Estos relatos muestran que el miedo puede transformarse en conocimiento y empatía. Los chicos descubren que incluso los personajes más siniestros tienen motivaciones, emociones y vulnerabilidades.
Desde lo pedagógico, Halloween puede convertirse en un espacio de exploración emocional y cultural. No se trata solo de decorar aulas o contar historias de miedo, sino de trabajar el simbolismo detrás de la celebración. Podemos aprovechar esta fecha para leer cuentos que aborden los miedos desde distintos enfoques y analizarlos en grupo, escribir o dramatizar versiones alternativas de historias clásicas, conversar sobre las emociones que aparecen al sentir miedo y cómo podemos manejarlas, o investigar cómo se celebra Halloween —o el Día de los Muertos, o Samhain— en distintas partes del mundo. Al integrar estas propuestas en la experiencia educativa, los chicos aprenden a reconocer el miedo como algo natural y a comprender que cada cultura lo aborda de manera diferente.

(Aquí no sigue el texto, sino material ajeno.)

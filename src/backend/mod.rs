//! Backend Module
//!
//! This module contains all server-side code: the Axum server, the error
//! taxonomy and the failure pipeline every request handler relies on.
//!
//! This module is only compiled when the `ssr` feature is enabled.
//!
//! # Architecture
//!
//! The backend is organized into focused submodules:
//!
//! - **`error`** - Error kinds, driver translation and the failure dispatcher
//! - **`middleware`** - Terminal failure handling installed on the router
//! - **`server`** - Server initialization, application state, database loading
//! - **`routes`** - HTTP route configuration and router assembly
//! - **`users`** - User storage and endpoints
//!
//! # Module Structure
//!
//! ```text
//! backend/
//! ├── mod.rs          - Module exports and documentation
//! ├── error/          - Error taxonomy and dispatcher
//! ├── middleware/     - Failure middleware
//! ├── server/         - Server initialization and state
//! ├── routes/         - Route configuration
//! └── users/          - User endpoints
//! ```
//!
//! # Error Handling
//!
//! Handlers return `Result<T, Failure>` and use `?` freely. A failure never
//! builds its own response: the failure middleware hands it to the single
//! `FailureDispatcher`, which classifies it, logs it and emits the envelope.

/// Backend error types and the failure pipeline
pub mod error;

/// Middleware for request processing
pub mod middleware;

/// Server setup and configuration
pub mod server;

/// Route configuration
pub mod routes;

/// User storage and endpoints
pub mod users;

/// Re-export commonly used types
pub use error::{ApiError, ErrorKind, Failure, FailureDispatcher};
pub use server::create_app;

Aprender a mirar lo desconocido
Halloween nos recuerda que el miedo, cuando se mira con curiosidad, puede convertirse en una fuente de crecimiento. Enfrentar lo desconocido —aunque sea disfrazado de monstruo o fantasma— es una manera de ensayar la valentía, de aprender sobre uno mismo y de descubrir que, muchas veces, lo que más asusta también puede enseñarnos algo valioso.
Porque al final, crecer también implica eso: atreverse a mirar en la oscuridad y encontrar, entre risas y sustos, un poco más de luz.